Safety Of Food-Grade Solvents

The food industry relies on solvents to perform hydrocarbon extraction steps during the processing of foods and personal care products. Almost any industrial facility that uses solvents has an interest in solvent recovery systems for recycling these industrial chemicals.

The food-grade solvents common throughout food processing have approval by the U.S. Food and Drug Administration for human ingestion or skin application. Food-grade solvents also play a role in cannabis processing. Edible cannabis products containing any residual solvents should pose no risk to health. However, many cannabis products result in inhalation of the substances by the user, and the presence of solvents could be unhealthy.

How Solvents Are Used In The Food Industry

Food processing companies can buy solvent recovery systems for your recycling needs. Industrial solvent recycling systems allow these facilities to reuse solvents, such as ethanol, heptane, or hexane.

Food-grade chemicals achieve many functions in food production. Solvents pull oils from nuts, olives, and other plants. Making sugar from sugar beets involves solvents to separate the sugar molecules from the fibrous roots. If you have ever wondered how coffee becomes decaffeinated, it is because of solvents. A hydrocarbon extraction removes the bulk of the caffeine present in the beans.

Other food processing activities, such as candy making, flavor extraction, and cake decorating, turn to solvents. These chemicals are also necessary to achieve the preferred consistency or stability needed for lotions or perfumes.

Cleaning solvents are also needed in food plants. Sanitation is of great importance in food production, and solvents remove grime and residue from grinding, mixing, or cooking equipment. To get the most value from money spent on solvents, companies sometimes integrate solvent recycling systems into processing systems.

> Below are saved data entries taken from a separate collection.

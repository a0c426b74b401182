//! Non-dominated sorting and crowding distance.
//!
//! # Algorithms
//!
//! - [`non_dominated_sort`]: fast non-dominated sorting (two-pass counting)
//!   from `u-metaheur`, with ascending indices inside each front
//! - [`crowding_distance`]: crowding distance within one front, from `u-metaheur`
//! - [`crowding_by_front`]: crowding distance for a whole ranked population
//! - [`sort_by_crowding`]: deterministic ordering by descending distance
//!
//! All objectives are **minimized**.
//!
//! # References
//!
//! - Deb et al. (2002), "A Fast and Elitist Multiobjective Genetic Algorithm: NSGA-II"
//! - IEEE Transactions on Evolutionary Computation, 6(2), 182-197

use serde::{Deserialize, Serialize};
use u_metaheur::ga::multi_objective;

/// Result of non-dominated sorting.
///
/// Each element of `ranks` corresponds to the Pareto rank of the solution
/// at the same index. Rank 0 is the Pareto front (non-dominated solutions).
#[derive(Debug, Clone, Default, PartialEq, Eq, Serialize, Deserialize)]
pub struct NondominatedSortResult {
    /// Pareto rank for each solution (0 = front).
    pub ranks: Vec<usize>,

    /// Indices grouped by front: `fronts[0]` contains rank-0 indices, etc.
    /// Indices within a front are ascending.
    pub fronts: Vec<Vec<usize>>,
}

impl From<multi_objective::NondominatedSortResult> for NondominatedSortResult {
    fn from(result: multi_objective::NondominatedSortResult) -> Self {
        let mut fronts = result.fronts;
        for front in &mut fronts {
            front.sort_unstable();
        }
        Self {
            ranks: result.ranks,
            fronts,
        }
    }
}

/// Fast non-dominated sorting (Deb et al., 2002), O(m * n²).
///
/// Delegates to [`u_metaheur::ga::multi_objective::non_dominated_sort`];
/// empty input yields an empty result.
///
/// # Example
///
/// ```
/// use u_fjsp::pareto::non_dominated_sort;
///
/// let objectives = vec![
///     vec![1.0, 5.0],  // Solution A
///     vec![3.0, 3.0],  // Solution B
///     vec![5.0, 1.0],  // Solution C
///     vec![4.0, 4.0],  // Solution D — dominated by B
/// ];
///
/// let result = non_dominated_sort(&objectives);
/// assert_eq!(result.fronts, vec![vec![0, 1, 2], vec![3]]);
/// assert_eq!(result.ranks, vec![0, 0, 0, 1]);
/// ```
pub fn non_dominated_sort(objectives: &[Vec<f64>]) -> NondominatedSortResult {
    if objectives.is_empty() {
        return NondominatedSortResult::default();
    }
    multi_objective::non_dominated_sort(objectives).into()
}

/// Crowding distance of the members of one front.
///
/// Per objective: stable sort of the members by value, both extremes get
/// `+∞`, each interior member adds `(next - prev) / range`. An objective
/// with zero range adds nothing to interior members. Fronts with at most
/// two members are all `+∞`.
///
/// # Example
///
/// ```
/// use u_fjsp::pareto::crowding_distance;
///
/// let distances = crowding_distance(&[vec![1.0, 5.0], vec![3.0, 3.0], vec![5.0, 1.0]]);
/// assert!(distances[0].is_infinite());
/// assert!(distances[2].is_infinite());
/// assert!((distances[1] - 2.0).abs() < 1e-12);
/// ```
pub fn crowding_distance(objectives: &[Vec<f64>]) -> Vec<f64> {
    multi_objective::crowding_distance(objectives)
}

/// Crowding distance of every individual, computed front by front.
///
/// `result[i]` is the distance of individual `i` within its own front.
pub fn crowding_by_front(objectives: &[Vec<f64>], sorted: &NondominatedSortResult) -> Vec<f64> {
    let mut distances = vec![0.0; objectives.len()];
    for front in &sorted.fronts {
        let members: Vec<Vec<f64>> = front.iter().map(|&i| objectives[i].clone()).collect();
        for (&i, d) in front.iter().zip(crowding_distance(&members)) {
            distances[i] = d;
        }
    }
    distances
}

/// Orders indices by descending crowding distance; equal distances keep
/// ascending index order.
///
/// `distances` is indexed by the values in `indices`.
pub fn sort_by_crowding(indices: &[usize], distances: &[f64]) -> Vec<usize> {
    let mut ordered = indices.to_vec();
    ordered.sort_by(|&a, &b| distances[b].total_cmp(&distances[a]).then(a.cmp(&b)));
    ordered
}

Solvent Use In The Cannabis Industry

The cannabis industry resembles food processing in many ways because it is working with plant materials. To collect medicinal or psychoactive substances from cannabis, processors soak the botanical mass in food-grade ethanol. This results in a final liquid containing the substances and about 90 to 95% solvent.

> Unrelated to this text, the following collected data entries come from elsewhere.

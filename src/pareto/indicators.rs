//! Quality indicators over a front snapshot.
//!
//! | Indicator | Meaning | Better |
//! |-----------|---------|--------|
//! | [`hypervolume`] | Volume dominated by the front up to a reference point | higher |
//! | [`spacing`] | Std. deviation of nearest-neighbour distances | lower |
//! | [`spread`] | Mean per-objective extent of the front | higher |
//!
//! All functions are read-only and take minimize-oriented vectors.
//!
//! # References
//! - Zitzler & Thiele (1999), "Multiobjective evolutionary algorithms: a comparative case study"
//! - Schott (1995), "Fault tolerant design using single and multicriteria genetic algorithm optimization"

use serde::{Deserialize, Serialize};

use super::dominance::dominates;
use crate::models::mean_std;

/// Hypervolume of a front relative to a reference point.
///
/// Points that are not strictly better than the reference in every
/// objective contribute nothing. Two objectives use a sweep; more use
/// recursive slicing on the last objective.
///
/// # Example
/// ```
/// use u_fjsp::pareto::hypervolume;
///
/// let front = vec![vec![1.0, 3.0], vec![2.0, 2.0], vec![3.0, 1.0]];
/// assert!((hypervolume(&front, &[4.0, 4.0]) - 6.0).abs() < 1e-12);
/// ```
pub fn hypervolume(front: &[Vec<f64>], reference: &[f64]) -> f64 {
    let points: Vec<Vec<f64>> = front
        .iter()
        .filter(|p| p.len() == reference.len() && p.iter().zip(reference).all(|(v, r)| v < r))
        .cloned()
        .collect();
    if points.is_empty() || reference.is_empty() {
        return 0.0;
    }
    match reference.len() {
        2 => hv_2d(points, reference),
        _ => hv_recursive(&points, reference),
    }
}

fn hv_2d(mut points: Vec<Vec<f64>>, reference: &[f64]) -> f64 {
    points.sort_by(|a, b| a[0].total_cmp(&b[0]).then(a[1].total_cmp(&b[1])));
    let mut volume = 0.0;
    let mut ceiling = reference[1];
    for p in &points {
        if p[1] < ceiling {
            volume += (reference[0] - p[0]) * (ceiling - p[1]);
            ceiling = p[1];
        }
    }
    volume
}

/// Recursive hypervolume via slicing on the last objective.
///
/// All points are strictly better than `reference`.
fn hv_recursive(points: &[Vec<f64>], reference: &[f64]) -> f64 {
    let d = reference.len();

    if d == 1 {
        let best = points.iter().map(|p| p[0]).fold(f64::INFINITY, f64::min);
        return (reference[0] - best).max(0.0);
    }

    if points.len() == 1 {
        return points[0]
            .iter()
            .zip(reference)
            .map(|(&p, &r)| (r - p).max(0.0))
            .product();
    }

    let mut sorted: Vec<&Vec<f64>> = points.iter().collect();
    sorted.sort_by(|a, b| a[d - 1].total_cmp(&b[d - 1]));

    let sub_reference = &reference[..d - 1];
    let mut volume = 0.0;

    for i in 0..sorted.len() {
        let upper = sorted.get(i + 1).map_or(reference[d - 1], |p| p[d - 1]);
        let height = upper - sorted[i][d - 1];
        if height <= 0.0 {
            continue;
        }

        let projected: Vec<Vec<f64>> = sorted[..=i].iter().map(|p| p[..d - 1].to_vec()).collect();
        let slab = non_dominated(projected);
        volume += height
            * if d - 1 == 2 {
                hv_2d(slab, sub_reference)
            } else {
                hv_recursive(&slab, sub_reference)
            };
    }

    volume
}

/// Non-dominated subset; exact duplicates are kept once.
fn non_dominated(points: Vec<Vec<f64>>) -> Vec<Vec<f64>> {
    let mut kept: Vec<Vec<f64>> = Vec::with_capacity(points.len());
    for (i, p) in points.iter().enumerate() {
        let dominated = points.iter().any(|q| dominates(q, p));
        let repeated = points[..i].iter().any(|q| q == p);
        if !dominated && !repeated {
            kept.push(p.clone());
        }
    }
    kept
}

/// Spacing: population standard deviation of each member's Euclidean
/// distance to its nearest neighbour. 0 for fewer than two members.
pub fn spacing(front: &[Vec<f64>]) -> f64 {
    if front.len() < 2 {
        return 0.0;
    }
    let nearest: Vec<f64> = front
        .iter()
        .enumerate()
        .map(|(i, a)| {
            front
                .iter()
                .enumerate()
                .filter(|&(j, _)| j != i)
                .map(|(_, b)| euclidean(a, b))
                .fold(f64::INFINITY, f64::min)
        })
        .collect();
    mean_std(&nearest).1
}

/// Spread: Σ over objectives of (max - min), divided by the objective
/// count. 0 for an empty front.
pub fn spread(front: &[Vec<f64>]) -> f64 {
    let Some(first) = front.first() else {
        return 0.0;
    };
    let m = first.len();
    if m == 0 {
        return 0.0;
    }
    let total: f64 = (0..m)
        .map(|k| {
            let (lo, hi) = front.iter().fold((f64::INFINITY, f64::NEG_INFINITY), |(lo, hi), p| {
                (lo.min(p[k]), hi.max(p[k]))
            });
            hi - lo
        })
        .sum();
    total / m as f64
}

/// Default hypervolume reference point: the worst value of every
/// objective scaled by `margin`.
///
/// When the worst value is not positive, scaling would not move it away
/// from the front, so `margin - 1` is added instead. Returns an empty
/// vector for an empty front.
///
/// # Example
/// ```
/// use u_fjsp::pareto::reference_point;
///
/// let r = reference_point(&[vec![10.0, -2.0], vec![20.0, -5.0]], 1.1);
/// assert!((r[0] - 22.0).abs() < 1e-12);
/// assert!((r[1] - (-1.9)).abs() < 1e-12);
/// ```
pub fn reference_point(front: &[Vec<f64>], margin: f64) -> Vec<f64> {
    let Some(first) = front.first() else {
        return Vec::new();
    };
    (0..first.len())
        .map(|k| {
            let worst = front.iter().map(|p| p[k]).fold(f64::NEG_INFINITY, f64::max);
            if worst > 0.0 {
                worst * margin
            } else {
                worst + (margin - 1.0)
            }
        })
        .collect()
}

/// Summary statistics of one objective over a front.
#[derive(Debug, Clone, Copy, PartialEq, Serialize, Deserialize)]
pub struct ObjectiveSummary {
    /// Smallest value.
    pub min: f64,
    /// Largest value.
    pub max: f64,
    /// Mean value.
    pub mean: f64,
    /// Population standard deviation.
    pub std: f64,
}

/// Per-objective summary statistics of a front (empty for an empty front).
pub fn summarize(front: &[Vec<f64>]) -> Vec<ObjectiveSummary> {
    let Some(first) = front.first() else {
        return Vec::new();
    };
    (0..first.len())
        .map(|k| {
            let column: Vec<f64> = front.iter().map(|p| p[k]).collect();
            let (mean, std) = mean_std(&column);
            ObjectiveSummary {
                min: column.iter().copied().fold(f64::INFINITY, f64::min),
                max: column.iter().copied().fold(f64::NEG_INFINITY, f64::max),
                mean,
                std,
            }
        })
        .collect()
}

fn euclidean(a: &[f64], b: &[f64]) -> f64 {
    a.iter()
        .zip(b)
        .map(|(x, y)| (x - y).powi(2))
        .sum::<f64>()
        .sqrt()
}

The solvent then needs to be removed from the extracted botanical substances. Some producers accomplish this with a vacuum oven. It uses heat and pressure manipulation to boil off the solvent, but the heating and evaporating might not fully penetrate to the middle of bulk plant materials. This will leave residual solvent in the material that goes on to the consumer.

A more thorough approach to solvent removal uses wipe-film distillation. Solvent distillation takes place as small amounts of the solution are moved through a column. Solvent distillation systems like this heat and pressurize the material as it is spread into a thin film. Complete evaporation takes place, ensuring the removal of nearly all chemical residue.

The Potential Threat Of Inhaling Residual Solvents

Lingering solvent in cannabis edibles does not raise many concerns because the chemicals have already been proven harmless when eaten. The health impacts of cannabis products that are inhaled appear worrisome if solvents are not fully evaporated away during processing.

Inhalation of solvents, even food-grade solvents, can produce physical symptoms, especially after long-term use. When ethyl alcohol is inhaled irritation of the respiratory tract will result. Continued exposure leads to headaches, nausea, or drowsiness. Eventually, damage could occur to the liver and nervous system.

This problem could be further exacerbated because cannabis consumers often use products daily or multiple times a day. Heavy use happens because people who use cannabis as medicine need frequent relief. Recreational users have the potential to abuse the substance. Unless cannabis producers use the best solvent distillation systems, they could be exposing their customers to dangerous substances.